__DIRECTIONS FOR THIS TASK__
From the entries that follow, gather each line holding the word "memory".

__Source records__
☆ ☆ ☆ ☆ ☆ ☆ ☆
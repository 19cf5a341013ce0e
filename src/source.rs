//! Where the raw activation rows come from.

use std::path::PathBuf;

use async_trait::async_trait;

use crate::config::SheetLocation;
use crate::google::sheets::{ValueRange, fetch_values};
use crate::google::{self, GoogleApiError, TokenStore};

/// A provider of the sheet's `values` payload, header row first.
#[async_trait]
pub trait SheetSource: Send + Sync {
    async fn fetch(&self) -> Result<Vec<Vec<String>>, GoogleApiError>;

    /// Short description for log lines.
    fn describe(&self) -> String;
}

/// Build the source named by the configuration.
pub fn from_location(location: &SheetLocation) -> Box<dyn SheetSource> {
    match location {
        SheetLocation::Google {
            spreadsheet_id,
            range,
            token_path,
            ..
        } => Box::new(GoogleSheetSource::new(
            spreadsheet_id.clone(),
            range.clone(),
            TokenStore::new(token_path.clone()),
        )),
        SheetLocation::Snapshot(path) => Box::new(SnapshotSource(path.clone())),
    }
}

/// Live Google Sheets range read with the stored OAuth token
pub struct GoogleSheetSource {
    client: reqwest::Client,
    spreadsheet_id: String,
    range: String,
    store: TokenStore,
}

impl GoogleSheetSource {
    pub fn new(spreadsheet_id: String, range: String, store: TokenStore) -> Self {
        GoogleSheetSource {
            client: reqwest::Client::new(),
            spreadsheet_id,
            range,
            store,
        }
    }
}

#[async_trait]
impl SheetSource for GoogleSheetSource {
    async fn fetch(&self) -> Result<Vec<Vec<String>>, GoogleApiError> {
        let token = google::get_valid_access_token(&self.store).await?;
        let values = match fetch_values(&self.client, &self.spreadsheet_id, &self.range, &token).await {
            // Revoked before its recorded expiry: refresh once and retry
            Err(GoogleApiError::AuthExpired) => {
                let refreshed = google::refresh_access_token(&self.store.load()?, &self.store).await?;
                fetch_values(&self.client, &self.spreadsheet_id, &self.range, &refreshed.token).await?
            }
            other => other?,
        };
        Ok(values.values)
    }

    fn describe(&self) -> String {
        format!("sheet {} range {}", self.spreadsheet_id, self.range)
    }
}

/// A saved `values.get` response on disk
pub struct SnapshotSource(pub PathBuf);

#[async_trait]
impl SheetSource for SnapshotSource {
    async fn fetch(&self) -> Result<Vec<Vec<String>>, GoogleApiError> {
        let content = tokio::fs::read_to_string(&self.0).await?;
        let values: ValueRange = serde_json::from_str(&content)?;
        Ok(values.values)
    }

    fn describe(&self) -> String {
        format!("snapshot {}", self.0.display())
    }
}

/// Fixed rows held in memory
pub struct StaticSource(pub Vec<Vec<String>>);

#[async_trait]
impl SheetSource for StaticSource {
    async fn fetch(&self) -> Result<Vec<Vec<String>>, GoogleApiError> {
        Ok(self.0.clone())
    }

    fn describe(&self) -> String {
        format!("{} in-memory rows", self.0.len())
    }
}
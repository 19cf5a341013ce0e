//! Environment-driven configuration.
//!
//! Every setting is read through a lookup function so the server reads the
//! process environment while tests hand in a map.

use std::fmt::Display;
use std::net::IpAddr;
use std::path::PathBuf;
use std::str::FromStr;

#[derive(Debug, thiserror::Error, PartialEq)]
pub enum ConfigError {
    #[error("environment variable {0} must be set")]
    Missing(&'static str),

    #[error("invalid {key} value '{value}': {reason}")]
    Invalid {
        key: &'static str,
        value: String,
        reason: String,
    },
}

/// Which team the dashboard is built for
#[derive(Debug, Clone, Copy, PartialEq, Eq)]
pub enum Variant {
    /// Brand Developers: data is fetched once at startup
    Brand,
    /// Market Developers: data is refetched on every interaction
    Market,
}

impl Variant {
    /// Title of the person each record is attributed to.
    pub fn developer_title(self) -> &'static str {
        match self {
            Variant::Brand => "Brand Developer",
            Variant::Market => "Market Developer",
        }
    }

    pub fn default_refresh(self) -> RefreshPolicy {
        match self {
            Variant::Brand => RefreshPolicy::Startup,
            Variant::Market => RefreshPolicy::PerRequest,
        }
    }
}

impl FromStr for Variant {
    type Err = String;

    fn from_str(s: &str) -> Result<Self, Self::Err> {
        match s.trim().to_lowercase().as_str() {
            "brand" | "bd" => Ok(Variant::Brand),
            "market" | "md" => Ok(Variant::Market),
            other => Err(format!("expected 'brand' or 'market', got '{}'", other)),
        }
    }
}

/// When the sheet is fetched and normalized
#[derive(Debug, Clone, Copy, PartialEq, Eq)]
pub enum RefreshPolicy {
    /// Once at startup, then only on an explicit refresh
    Startup,
    /// On every dashboard request
    PerRequest,
}

impl FromStr for RefreshPolicy {
    type Err = String;

    fn from_str(s: &str) -> Result<Self, Self::Err> {
        match s.trim().to_lowercase().as_str() {
            "startup" | "cached" => Ok(RefreshPolicy::Startup),
            "request" | "per-request" => Ok(RefreshPolicy::PerRequest),
            other => Err(format!("expected 'startup' or 'request', got '{}'", other)),
        }
    }
}

/// Where activation rows come from
#[derive(Debug, Clone, PartialEq)]
pub enum SheetLocation {
    /// Live Google Sheets range
    Google {
        spreadsheet_id: String,
        range: String,
        credentials_path: PathBuf,
        token_path: PathBuf,
    },
    /// A saved `values` payload on disk
    Snapshot(PathBuf),
}

#[derive(Debug, Clone)]
pub struct Config {
    pub variant: Variant,
    pub refresh: RefreshPolicy,
    pub sheet: SheetLocation,
    pub username: String,
    pub password: String,
    pub bind_addr: IpAddr,
    pub port: u16,
    pub assets_dir: PathBuf,
    pub date_window_days: i64,
}

impl Config {
    pub fn from_env() -> Result<Self, ConfigError> {
        Self::from_lookup(|key| std::env::var(key).ok())
    }

    /// Build the configuration from an arbitrary key lookup.
    pub fn from_lookup<F>(lookup: F) -> Result<Self, ConfigError>
    where
        F: Fn(&str) -> Option<String>,
    {
        let get = |key: &str| lookup(key).filter(|v| !v.trim().is_empty());
        let variant: Variant = parse_or(&get, "DASHBOARD_VARIANT", Variant::Brand)?;

        let sheet = match get("SHEET_SNAPSHOT") {
            Some(path) => SheetLocation::Snapshot(PathBuf::from(path)),
            None => SheetLocation::Google {
                spreadsheet_id: get("SPREADSHEET_ID").ok_or(ConfigError::Missing("SPREADSHEET_ID"))?,
                range: get("RANGE_NAME").ok_or(ConfigError::Missing("RANGE_NAME"))?,
                credentials_path: PathBuf::from(
                    get("GOOGLE_CREDENTIALS").unwrap_or_else(|| "credentials.json".to_string()),
                ),
                token_path: PathBuf::from(get("GOOGLE_TOKEN").unwrap_or_else(|| "token.json".to_string())),
            },
        };

        Ok(Config {
            variant,
            refresh: parse_or(&get, "DATA_REFRESH", variant.default_refresh())?,
            sheet,
            username: get("DASHBOARD_USERNAME").unwrap_or_else(|| "demo".to_string()),
            password: get("VALID_USERNAME_PASSWORD_PAIRS")
                .ok_or(ConfigError::Missing("VALID_USERNAME_PASSWORD_PAIRS"))?,
            bind_addr: parse_or(&get, "BIND_ADDR", IpAddr::from([127, 0, 0, 1]))?,
            port: parse_or(&get, "PORT", 4050)?,
            assets_dir: PathBuf::from(get("ASSETS_DIR").unwrap_or_else(|| "assets".to_string())),
            date_window_days: parse_or(&get, "DATE_WINDOW_DAYS", 90)?,
        })
    }
}

fn parse_or<T, G>(get: &G, key: &'static str, default: T) -> Result<T, ConfigError>
where
    T: FromStr,
    T::Err: Display,
    G: Fn(&str) -> Option<String>,
{
    match get(key) {
        None => Ok(default),
        Some(value) => value.trim().parse().map_err(|e: T::Err| {
            log::warn!("Invalid {key} value: {e}");
            ConfigError::Invalid {
                key,
                value,
                reason: e.to_string(),
            }
        }),
    }
}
☆ ☆ ☆ ☆ ☆ ☆ ☆
__SOLUTION TO THIS EXERCISE__
/// Fixed rows held in memory
        format!("{} in-memory rows", self.0.len())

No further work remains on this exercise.